D. Exhortations on what the Supreme Court must do. Yep, that too!
The only thing this is missing is some inane attempt to make a cutesy term or BS partisan issue trend. What, no Blue June or Blue Monday or demands that CJ Roberts resign because he's not as smart as Josh Blackman?
I really miss the old days when you could put a token on the query string to hide contributors whose crap you were tired of seeing.
The recently implemented mute function has greatly increased the level of intelligence in the comments, for me anyway. Be nice to have it at the front page level.
But he got to use his new term-of-the-month, "Rocket Docket." Surely, this one will catch-on among his fellow bloggers and Josh will finally achieve academic stardom.
He'd better not hold his breath waiting for that or an offer from at least a tier 3 law school
Not because it would be bad. Because there is no effective procedural path for it available in law or equity.
For those that support the mandate, what is your legal argument? Precedents? I always like to look at the "devil's advocate" perspective....Would your argument allow a President Pence to institute mandatory random urinalysis since drugs in the workplace create a dangerous environment?
That's a nice analogy that should raise concerns among us liberals about whether this mandate is authorized by Congress.

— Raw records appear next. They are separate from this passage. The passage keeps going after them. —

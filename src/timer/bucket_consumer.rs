//! # Bucket Consumers
//!
//! One consumption loop per bucket topic plus one on the raw timer topic. Each loop
//! polls a bounded batch, promotes events that are due into [`TimerAction`]s and
//! republishes events that are not yet due into the bucket their remaining time now
//! maps to. Records are committed only after they were handled: a promoted event
//! counts once the action handler reports its publish accepted. A failed hand-off,
//! action or publish rewinds the partition so the record comes back on the next poll.
//!
//! Loops share nothing but the producer and the action channel, and observe the
//! shutdown signal between iterations.

use std::sync::Arc;
use std::time::{Duration, Instant};

use chrono::Utc;
use futures::future::join_all;
use tokio::sync::watch;
use tokio::task::JoinHandle;
use tracing::{debug, error, info, warn};
use uuid::Uuid;

use super::actions::{TimerAction, TimerActionSender};
use super::dispatcher::TimerDispatcher;
use super::events::{TimerEvent, TimerEventKind};
use crate::config::TimerConfig;
use crate::messaging::{BatchProgress, BrokerRecord, MessagingResult, SharedGateway};
use crate::validation::json_try_parse;

/// Pause after a failed poll or commit before the loop tries again
const ERROR_BACKOFF: Duration = Duration::from_millis(250);

/// What happened to one timer record
#[derive(Debug, Clone, Copy, PartialEq, Eq)]
pub enum RecordOutcome {
    /// Due; handled by the action handler
    Promoted(TimerEventKind),
    /// Not yet due; republished into the bucket for `threshold`
    Rebucketed { threshold: u64, remaining_ms: i64 },
    /// Undecodable; skipped
    Dropped,
}

/// Counters for one polled batch
#[derive(Debug, Clone, Default, PartialEq, Eq)]
pub struct BatchReport {
    pub polled: usize,
    pub promoted: usize,
    pub rebucketed: usize,
    pub dropped: usize,
    pub failed: usize,
    pub deferred: usize,
    /// Smallest remaining time among events republished into this consumer's own bucket
    same_bucket_remaining_ms: Option<i64>,
    other_outcomes: usize,
}

impl BatchReport {
    /// Pause to take before the next poll when the batch did nothing but cycle
    /// not-yet-due events back into the bucket it reads.
    pub fn requeue_pause(&self, max_pause: Duration) -> Option<Duration> {
        if self.other_outcomes > 0 || self.failed > 0 || self.deferred > 0 {
            return None;
        }
        let remaining = self.same_bucket_remaining_ms?;
        let remaining = Duration::from_millis(remaining.max(0) as u64);
        Some(remaining.min(max_pause))
    }

    fn observe(&mut self, outcome: RecordOutcome, own_threshold: Option<u64>) {
        match outcome {
            RecordOutcome::Promoted(_) => {
                self.promoted += 1;
                self.other_outcomes += 1;
            }
            RecordOutcome::Rebucketed {
                threshold,
                remaining_ms,
            } => {
                self.rebucketed += 1;
                if own_threshold == Some(threshold) {
                    self.same_bucket_remaining_ms = Some(
                        self.same_bucket_remaining_ms
                            .map_or(remaining_ms, |current| current.min(remaining_ms)),
                    );
                } else {
                    self.other_outcomes += 1;
                }
            }
            RecordOutcome::Dropped => {
                self.dropped += 1;
                self.other_outcomes += 1;
            }
        }
    }
}

/// Consumption loop over one timer topic
pub struct BucketConsumer {
    consumer_id: Uuid,
    /// `None` for the raw timer topic
    threshold: Option<u64>,
    topic: String,
    group_id: String,
    gateway: SharedGateway,
    dispatcher: Arc<TimerDispatcher>,
    actions: TimerActionSender,
    batch_size: usize,
    poll_timeout: Duration,
    requeue_pause: Duration,
    max_poll_interval: Duration,
}

impl std::fmt::Debug for BucketConsumer {
    fn fmt(&self, f: &mut std::fmt::Formatter<'_>) -> std::fmt::Result {
        f.debug_struct("BucketConsumer")
            .field("consumer_id", &self.consumer_id)
            .field("threshold", &self.threshold)
            .field("topic", &self.topic)
            .field("group_id", &self.group_id)
            .field("provider", &self.gateway.provider_name())
            .finish()
    }
}

impl BucketConsumer {
    /// Consumer for the bucket of `threshold` seconds
    pub fn for_bucket(
        threshold: u64,
        gateway: SharedGateway,
        dispatcher: Arc<TimerDispatcher>,
        actions: TimerActionSender,
        group_id: impl Into<String>,
        config: &TimerConfig,
    ) -> Self {
        let topic = dispatcher.topics().bucket_topic(threshold);
        let max_poll_interval = dispatcher.router().max_poll_interval(threshold);
        Self::build(
            Some(threshold),
            topic,
            max_poll_interval,
            gateway,
            dispatcher,
            actions,
            group_id.into(),
            config,
        )
    }

    /// Consumer for the raw timer topic, which only assigns initial buckets
    pub fn for_timer_intake(
        gateway: SharedGateway,
        dispatcher: Arc<TimerDispatcher>,
        actions: TimerActionSender,
        group_id: impl Into<String>,
        config: &TimerConfig,
    ) -> Self {
        let topic = dispatcher.topics().timer().to_string();
        let max_poll_interval = dispatcher
            .router()
            .max_poll_interval(dispatcher.router().smallest());
        Self::build(
            None,
            topic,
            max_poll_interval,
            gateway,
            dispatcher,
            actions,
            group_id.into(),
            config,
        )
    }

    #[allow(clippy::too_many_arguments)]
    fn build(
        threshold: Option<u64>,
        topic: String,
        max_poll_interval: Duration,
        gateway: SharedGateway,
        dispatcher: Arc<TimerDispatcher>,
        actions: TimerActionSender,
        group_id: String,
        config: &TimerConfig,
    ) -> Self {
        Self {
            consumer_id: Uuid::new_v4(),
            threshold,
            topic,
            group_id,
            gateway,
            dispatcher,
            actions,
            batch_size: config.poll_batch_size.max(1),
            poll_timeout: config.poll_timeout(),
            requeue_pause: config.requeue_pause(),
            max_poll_interval,
        }
    }

    pub fn consumer_id(&self) -> Uuid {
        self.consumer_id
    }

    pub fn topic(&self) -> &str {
        &self.topic
    }

    pub fn threshold(&self) -> Option<u64> {
        self.threshold
    }

    /// Decide what to do with one record as seen at `now_ms`.
    ///
    /// An error means the record's action or republish did not go through and the
    /// record must not be committed.
    pub async fn handle_record(
        &self,
        record: &BrokerRecord,
        now_ms: i64,
    ) -> MessagingResult<RecordOutcome> {
        let Some(event) = json_try_parse::<Option<TimerEvent>>(&record.payload, None) else {
            warn!(
                consumer_id = %self.consumer_id,
                topic = %record.topic,
                partition = record.partition,
                offset = record.offset,
                "Dropping undecodable timer event"
            );
            return Ok(RecordOutcome::Dropped);
        };

        let remaining_ms = event.remaining_ms(now_ms);
        if remaining_ms <= 0 {
            let kind = event.kind();
            self.actions.try_send(TimerAction::from(event))?.wait().await?;
            debug!(
                consumer_id = %self.consumer_id,
                kind = %kind,
                overdue_ms = -remaining_ms,
                "Timer event promoted"
            );
            return Ok(RecordOutcome::Promoted(kind));
        }

        let threshold = self.dispatcher.schedule_at(event, now_ms)?;
        Ok(RecordOutcome::Rebucketed {
            threshold,
            remaining_ms,
        })
    }

    /// Poll one batch, handle it and commit what was handled
    pub async fn process_batch(&self) -> MessagingResult<BatchReport> {
        let topics = [self.topic.clone()];
        let records = self
            .gateway
            .poll(&self.group_id, &topics, self.batch_size, self.poll_timeout)
            .await?;

        let mut report = BatchReport {
            polled: records.len(),
            ..BatchReport::default()
        };
        if records.is_empty() {
            return Ok(report);
        }

        let mut progress = BatchProgress::new();
        for record in &records {
            if !progress.should_handle(record) {
                report.deferred += 1;
                continue;
            }

            match self.handle_record(record, Utc::now().timestamp_millis()).await {
                Ok(outcome) => {
                    report.observe(outcome, self.threshold);
                    progress.record_success(record);
                }
                Err(e) => {
                    warn!(
                        consumer_id = %self.consumer_id,
                        topic = %record.topic,
                        partition = record.partition,
                        offset = record.offset,
                        error = %e,
                        retryable = e.is_retryable(),
                        "Timer event not handled, will be redelivered"
                    );
                    report.failed += 1;
                    progress.record_failure(record);
                }
            }
        }

        progress.finish(self.gateway.as_ref(), &self.group_id).await?;
        Ok(report)
    }

    /// Run until `shutdown` flips to true
    pub async fn run(self, mut shutdown: watch::Receiver<bool>) {
        info!(
            consumer_id = %self.consumer_id,
            topic = %self.topic,
            threshold = ?self.threshold,
            max_poll_interval_secs = self.max_poll_interval.as_secs(),
            "Starting bucket consumer"
        );

        let mut last_poll = Instant::now();
        while !*shutdown.borrow() {
            let since_last_poll = last_poll.elapsed();
            if since_last_poll > self.max_poll_interval {
                warn!(
                    consumer_id = %self.consumer_id,
                    topic = %self.topic,
                    elapsed_ms = since_last_poll.as_millis() as u64,
                    max_poll_interval_ms = self.max_poll_interval.as_millis() as u64,
                    "Bucket consumer exceeded its poll interval"
                );
            }
            last_poll = Instant::now();

            let pause = match self.process_batch().await {
                Ok(report) => {
                    if report.polled > 0 {
                        debug!(
                            consumer_id = %self.consumer_id,
                            topic = %self.topic,
                            polled = report.polled,
                            promoted = report.promoted,
                            rebucketed = report.rebucketed,
                            dropped = report.dropped,
                            failed = report.failed,
                            "Processed timer batch"
                        );
                    }
                    report.requeue_pause(self.requeue_pause)
                }
                Err(e) if e.is_retryable() => {
                    warn!(
                        consumer_id = %self.consumer_id,
                        topic = %self.topic,
                        error = %e,
                        "Bucket consumer cycle failed, retrying"
                    );
                    Some(ERROR_BACKOFF)
                }
                Err(e) => {
                    error!(
                        consumer_id = %self.consumer_id,
                        topic = %self.topic,
                        error = %e,
                        "Bucket consumer cycle failed"
                    );
                    Some(ERROR_BACKOFF)
                }
            };

            if let Some(pause) = pause.filter(|p| !p.is_zero()) {
                tokio::select! {
                    _ = tokio::time::sleep(pause) => {}
                    _ = shutdown.changed() => {}
                }
            }
        }

        info!(
            consumer_id = %self.consumer_id,
            topic = %self.topic,
            "Bucket consumer stopped"
        );
    }
}

/// Every timer consumption loop of one watcher
#[derive(Debug)]
pub struct BucketConsumerPool {
    handles: Vec<JoinHandle<()>>,
    topics: Vec<String>,
}

impl BucketConsumerPool {
    /// Spawn one loop per bucket threshold and one for the raw timer topic
    pub fn start(
        gateway: SharedGateway,
        dispatcher: Arc<TimerDispatcher>,
        actions: TimerActionSender,
        group_id: &str,
        config: &TimerConfig,
        shutdown: watch::Receiver<bool>,
    ) -> Self {
        let mut consumers: Vec<BucketConsumer> = dispatcher
            .router()
            .thresholds()
            .iter()
            .map(|threshold| {
                BucketConsumer::for_bucket(
                    *threshold,
                    gateway.clone(),
                    dispatcher.clone(),
                    actions.clone(),
                    group_id,
                    config,
                )
            })
            .collect();
        consumers.push(BucketConsumer::for_timer_intake(
            gateway,
            dispatcher,
            actions,
            group_id,
            config,
        ));

        let topics = consumers.iter().map(|c| c.topic().to_string()).collect();
        let handles = consumers
            .into_iter()
            .map(|consumer| tokio::spawn(consumer.run(shutdown.clone())))
            .collect();

        Self { handles, topics }
    }

    pub fn topics(&self) -> &[String] {
        &self.topics
    }

    pub fn len(&self) -> usize {
        self.handles.len()
    }

    pub fn is_empty(&self) -> bool {
        self.handles.is_empty()
    }

    /// Wait for every loop to exit after shutdown was signalled
    pub async fn join(self) {
        for result in join_all(self.handles).await {
            if let Err(e) = result {
                error!(error = %e, "Bucket consumer task panicked");
            }
        }
    }
}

Nonetheless, the blame falls squarely on Republicans for not supporting a bipartisan law authorizing the mandate.
The federal government's workers, its contractors, and likely many of the corporations subject to Biden's mandate are unionized. Presumably some, maybe many, of the union members will object to mandatory vaccination. I wonder whether the unions will stand behind those objecting members, or will they cave. And if the latter, what if anything will it tell us about unions.
For any union that objects, Biden will cave.
Union leadership will likely object to any changes in workplace rules without it being bargained for. Why give away something for free when you might be able to cut a deal and get something out of it?
Trade unions are like the police, the military, zoning laws, etc. - deeply flawed in many cases (in this case not really looking out for the welfare of their members) but a net positive on the whole.
And I don't think whatever they do will tell us anything new.
Hey, sometimes unions have gone out of their way to demand safety measures for their members.
I think it was a New York public employee union where the president said basically they were pro-vax, but they had a contract and would have to agree to changes in employment conditions before the government could impose them.
There was a very recent article at vox.com, opinionated but analytical, about the legal playing field for challenges. No mention of any legal credentials for the author. Sorry, too lazy to find it again and post the link.
An ETS requires that the danger be "grave" and the measures "necessary". In ordinary usage, SARS COV 2 qualifies as a "substance or agent", so unless there are oddly narrow definitions in case law the challenges could be against the claimed gravity, or the necessity, or based on case law in which an ETS lost in court because OSHA had not weighed alternative measures.
One court has set a precedent that whether a threat is "grave" is entirely under the discretion of the agency and not for courts to rule on.
A court that considers itself bound by precedent could hear arguments about whether the testing/vaccination requirement is necessary. "Necessary" is one of those words that invites debate.
And if I can think of this, a lawyer can. Ask OSHA "Did you consider simply requiring masks?". That connects to the precedent of an ETS from the Reagan era about asbestos where OSHA had not explained why requiring respirators wouldn't solve the problem.
I'm intellectually curious how this all looks through the eyes of an actual lawyer.
Counting COVID as a "substance or agent" trivializes the terms, as absolutely everything is a "substance or agent".
I see "The Reverend" has once again found his stride.